PROBLEM DETAILS> Scan the lines below for the string "derive" and copy every one that has it.

DATA SHOWN>
//! DXF 文档读取
//!
//! 把 DXF 图纸转换为图框识别需要的实体快照：
//! - `INSERT` → 块参照（块带外部参照路径时为外部参照），包围盒由块定义变换得到
//! - `TEXT` / `MTEXT` → 文字实体（插入点 + 原始内容）
//! - 其他实体 → 保留类名和包围盒
//!
//! 同时提供模型空间的线条（块参照展开后），供出图设备绘制。

use crate::error::FileError;
use nalgebra::Matrix3;
use sheetplot_core::entity::{DocumentReader, EntityKind, EntityRecord};
use sheetplot_core::error::DocumentError;
use sheetplot_core::math::{BoundingBox3, Point2, Point3, Segment};
use std::collections::HashMap;
use std::f64::consts::TAU;
use std::path::{Path, PathBuf};

/// 块嵌套最大深度
const MAX_BLOCK_DEPTH: usize = 8;

/// 整圆离散的段数
const CIRCLE_SEGMENTS: usize = 32;

/// DXF 文档
pub struct DxfDocument {
    drawing: dxf::Drawing,
    path: Option<PathBuf>,
}

/// 块参照的放置变换（平面仿射 + Z 偏移）
#[derive(Debug, Clone, Copy)]
struct Placement {
    matrix: Matrix3<f64>,
    z_offset: f64,
}

impl Placement {
    fn identity() -> Self {
        Self {
            matrix: Matrix3::identity(),
            z_offset: 0.0,
        }
    }

    /// INSERT 的变换：先减块基点，再缩放、旋转、平移到插入点
    fn for_insert(insert: &dxf::entities::Insert, base_point: &dxf::Point) -> Self {
        let (sin, cos) = insert.rotation.to_radians().sin_cos();
        let sx = insert.x_scale_factor;
        let sy = insert.y_scale_factor;

        let to_base = Matrix3::new(
            1.0, 0.0, -base_point.x,
            0.0, 1.0, -base_point.y,
            0.0, 0.0, 1.0,
        );
        let scale_rotate_move = Matrix3::new(
            cos * sx, -sin * sy, insert.location.x,
            sin * sx, cos * sy, insert.location.y,
            0.0, 0.0, 1.0,
        );

        Self {
            matrix: scale_rotate_move * to_base,
            z_offset: insert.location.z - base_point.z,
        }
    }

    /// 组合：先应用 inner，再应用 self
    fn then_inner(&self, inner: &Placement) -> Self {
        Self {
            matrix: self.matrix * inner.matrix,
            z_offset: self.z_offset + inner.z_offset,
        }
    }

    fn apply(&self, x: f64, y: f64, z: f64) -> Point3 {
        let v = self.matrix * nalgebra::Vector3::new(x, y, 1.0);
        Point3::new(v.x, v.y, z + self.z_offset)
    }

    fn apply_point(&self, p: &dxf::Point) -> Point3 {
        self.apply(p.x, p.y, p.z)
    }
}

/// 收集到的几何
#[derive(Debug, Default)]
struct GeometrySink {
    segments: Vec<(Point3, Point3)>,
    points: Vec<Point3>,
}

impl GeometrySink {
    fn polyline(&mut self, points: &[Point3], closed: bool) {
        for pair in points.windows(2) {
            self.segments.push((pair[0], pair[1]));
        }
        if closed && points.len() > 2 {
            self.segments.push((points[points.len() - 1], points[0]));
        }
        if points.len() == 1 {
            self.points.push(points[0]);
        }
    }

    fn bounds(&self) -> Option<BoundingBox3> {
        BoundingBox3::from_points(
            self.segments
                .iter()
                .flat_map(|(a, b)| [*a, *b])
                .chain(self.points.iter().copied()),
        )
    }
}

impl DxfDocument {
    /// 从DXF文件加载
    pub fn open(path: &Path) -> Result<Self, FileError> {
        let drawing = dxf::Drawing::load_file(path).map_err(|e| FileError::Dxf(e.to_string()))?;

        tracing::info!("Opened drawing {}", path.display());

        Ok(Self {
            drawing,
            path: Some(path.to_path_buf()),
        })
    }

    /// 包装内存中的图纸
    pub fn from_drawing(drawing: dxf::Drawing) -> Self {
        Self { drawing, path: None }
    }

    /// 文件路径
    pub fn path(&self) -> Option<&Path> {
        self.path.as_deref()
    }

    /// 块名（大写）→ 块定义
    fn block_table(&self) -> HashMap<String, &dxf::Block> {
        self.drawing
            .blocks()
            .map(|block| (block.name.to_uppercase(), block))
            .collect()
    }

    /// 模型空间的顶层实体（图纸空间实体不参与识别和出图）
    fn model_space_entities(&self) -> impl Iterator<Item = &dxf::entities::Entity> + '_ {
        self.drawing
            .entities()
            .filter(|entity| !entity.common.is_in_paper_space)
    }

    /// 模型空间线条（块参照展开，文字不绘制）
    pub fn segments(&self) -> Vec<Segment> {
        let blocks = self.block_table();
        let mut sink = GeometrySink::default();

        for entity in self.model_space_entities() {
            collect_geometry(entity, &blocks, &Placement::identity(), 0, &mut sink);
        }

        sink.segments
            .into_iter()
            .map(|(a, b)| Segment::new(Point2::new(a.x, a.y), Point2::new(b.x, b.y)))
            .collect()
    }

    /// 单个顶层实体的快照
    fn record(&self, entity: &dxf::entities::Entity, blocks: &HashMap<String, &dxf::Block>) -> EntityRecord {
        use dxf::entities::EntityType;

        match &entity.specific {
            EntityType::Insert(insert) => {
                let block = blocks.get(&insert.name.to_uppercase());
                let kind = match block {
                    Some(b) if !b.xref_path_name.is_empty() => EntityKind::ExternalReference,
                    _ => EntityKind::BlockReference,
                };
                let mut record = EntityRecord::new(kind);
                record.insertion_point = Some(Placement::identity().apply_point(&insert.location));
                record.bounds = geometry_bounds(entity, blocks);
                record
            }
            EntityType::Text(text) => {
                EntityRecord::text(Placement::identity().apply_point(&text.location), text.value.clone())
            }
            EntityType::MText(mtext) => EntityRecord::mtext(
                Placement::identity().apply_point(&mtext.insertion_point),
                mtext.text.clone(),
            ),
            other => {
                let mut record = EntityRecord::new(EntityKind::Other(class_name(other).to_string()));
                record.bounds = geometry_bounds(entity, blocks);
                record
            }
        }
    }
}

impl DocumentReader for DxfDocument {
    fn entities(&self) -> Result<Vec<EntityRecord>, DocumentError> {
        let blocks = self.block_table();
        let records: Vec<_> = self
            .model_space_entities()
            .map(|entity| self.record(entity, &blocks))
            .collect();

        tracing::debug!("Enumerated {} entities", records.len());

        Ok(records)
    }
}

/// 实体（含展开后的块内容）的包围盒
fn geometry_bounds(
    entity: &dxf::entities::Entity,
    blocks: &HashMap<String, &dxf::Block>,
) -> Option<BoundingBox3> {
    let mut sink = GeometrySink::default();
    collect_geometry(entity, blocks, &Placement::identity(), 0, &mut sink);
    sink.bounds()
}

/// 把实体离散为线段和孤立点
fn collect_geometry(
    entity: &dxf::entities::Entity,
    blocks: &HashMap<String, &dxf::Block>,
    placement: &Placement,
    depth: usize,
    sink: &mut GeometrySink,
) {
    use dxf::entities::EntityType;

    match &entity.specific {
        EntityType::Line(line) => {
            sink.segments
                .push((placement.apply_point(&line.p1), placement.apply_point(&line.p2)));
        }

        EntityType::Circle(circle) => {
            let points = arc_points(&circle.center, circle.radius, 0.0, TAU, CIRCLE_SEGMENTS, placement);
            sink.polyline(&points, false);
        }

        EntityType::Arc(arc) => {
            let start = arc.start_angle.to_radians();
            let mut sweep = arc.end_angle.to_radians() - start;
            if sweep <= 0.0 {
                sweep += TAU;
            }
            let steps = ((sweep / TAU) * CIRCLE_SEGMENTS as f64).ceil().max(1.0) as usize;
            let points = arc_points(&arc.center, arc.radius, start, sweep, steps, placement);
            sink.polyline(&points, false);
        }

        EntityType::LwPolyline(lwpoly) => {
            let vertices: Vec<(f64, f64, f64)> =
                lwpoly.vertices.iter().map(|v| (v.x, v.y, v.bulge)).collect();
            let points = bulge_path(&vertices, lwpoly.is_closed(), lwpoly.elevation, placement);
            sink.polyline(&points, false);
        }

        EntityType::Polyline(poly) => {
            let vertices: Vec<(f64, f64, f64)> = poly
                .vertices()
                .map(|v| (v.location.x, v.location.y, v.bulge))
                .collect();
            let elevation = poly.vertices().next().map(|v| v.location.z).unwrap_or(0.0);
            let points = bulge_path(&vertices, poly.is_closed(), elevation, placement);
            sink.polyline(&points, false);
        }

        EntityType::ModelPoint(point) => {
            sink.points.push(placement.apply_point(&point.location));
        }

        EntityType::Text(text) => {
            sink.points.push(placement.apply_point(&text.location));
        }

        EntityType::MText(mtext) => {
            sink.points.push(placement.apply_point(&mtext.insertion_point));
        }

        EntityType::Insert(insert) => {
            if depth >= MAX_BLOCK_DEPTH {
                tracing::debug!("Block nesting too deep at {}", insert.name);
                return;
            }
            let Some(block) = blocks.get(&insert.name.to_uppercase()) else {
                tracing::debug!("Missing block definition {}", insert.name);
                return;
            };

            let inner = Placement::for_insert(insert, &block.base_point);
            let combined = placement.then_inner(&inner);
            for child in &block.entities {
                collect_geometry(child, blocks, &combined, depth + 1, sink);
            }
        }

        _ => {}
    }
}

/// 圆弧采样点（逆时针）
fn arc_points(
    center: &dxf::Point,
    radius: f64,
    start: f64,
    sweep: f64,
    steps: usize,
    placement: &Placement,
) -> Vec<Point3> {
    (0..=steps)
        .map(|i| {
            let angle = start + sweep * i as f64 / steps as f64;
            placement.apply(
                center.x + radius * angle.cos(),
                center.y + radius * angle.sin(),
                center.z,
            )
        })
        .collect()
}

/// 带凸度的多段线路径
///
/// 凸度 b = tan(θ/4)，正值为逆时针弧。
fn bulge_path(vertices: &[(f64, f64, f64)], closed: bool, z: f64, placement: &Placement) -> Vec<Point3> {
    let mut points = Vec::new();
    let count = vertices.len();
    if count == 0 {
        return points;
    }

    let segment_count = if closed { count } else { count - 1 };
    points.push(placement.apply(vertices[0].0, vertices[0].1, z));

    for i in 0..segment_count {
        let (x1, y1, bulge) = vertices[i];
        let (x2, y2, _) = vertices[(i + 1) % count];

        if bulge.abs() > 1e-9 {
            let (dx, dy) = (x2 - x1, y2 - y1);
            let chord = (dx * dx + dy * dy).sqrt();
            if chord > 1e-12 {
                let theta = 4.0 * bulge.atan();
                // 圆心在弦的左法线方向
                let offset = (1.0 - bulge * bulge) / (4.0 * bulge);
                let cx = (x1 + x2) / 2.0 - dy * offset;
                let cy = (y1 + y2) / 2.0 + dx * offset;
                let radius = ((x1 - cx).powi(2) + (y1 - cy).powi(2)).sqrt();
                let start = (y1 - cy).atan2(x1 - cx);
                let steps = ((theta.abs() / TAU) * CIRCLE_SEGMENTS as f64).ceil().max(1.0) as usize;

                for s in 1..steps {
                    let angle = start + theta * s as f64 / steps as f64;
                    points.push(placement.apply(cx + radius * angle.cos(), cy + radius * angle.sin(), z));
                }
            }
        }

        points.push(placement.apply(x2, y2, z));
    }

    points
}

/// 宿主风格的实体类名
fn class_name(specific: &dxf::entities::EntityType) -> &'static str {
    use dxf::entities::EntityType;

    match specific {
        EntityType::Line(_) => "AcDbLine",
        EntityType::Circle(_) => "AcDbCircle",
        EntityType::Arc(_) => "AcDbArc",
        EntityType::LwPolyline(_) => "AcDbPolyline",
        EntityType::Polyline(_) => "AcDb2dPolyline",
        EntityType::ModelPoint(_) => "AcDbPoint",
        EntityType::Insert(_) => "AcDbBlockReference",
        EntityType::Text(_) => "AcDbText",
        EntityType::MText(_) => "AcDbMText",
        _ => "AcDbEntity",
    }
}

WRITTEN ANSWER>
#[derive(Debug, Clone, Copy)]
#[derive(Debug, Default)]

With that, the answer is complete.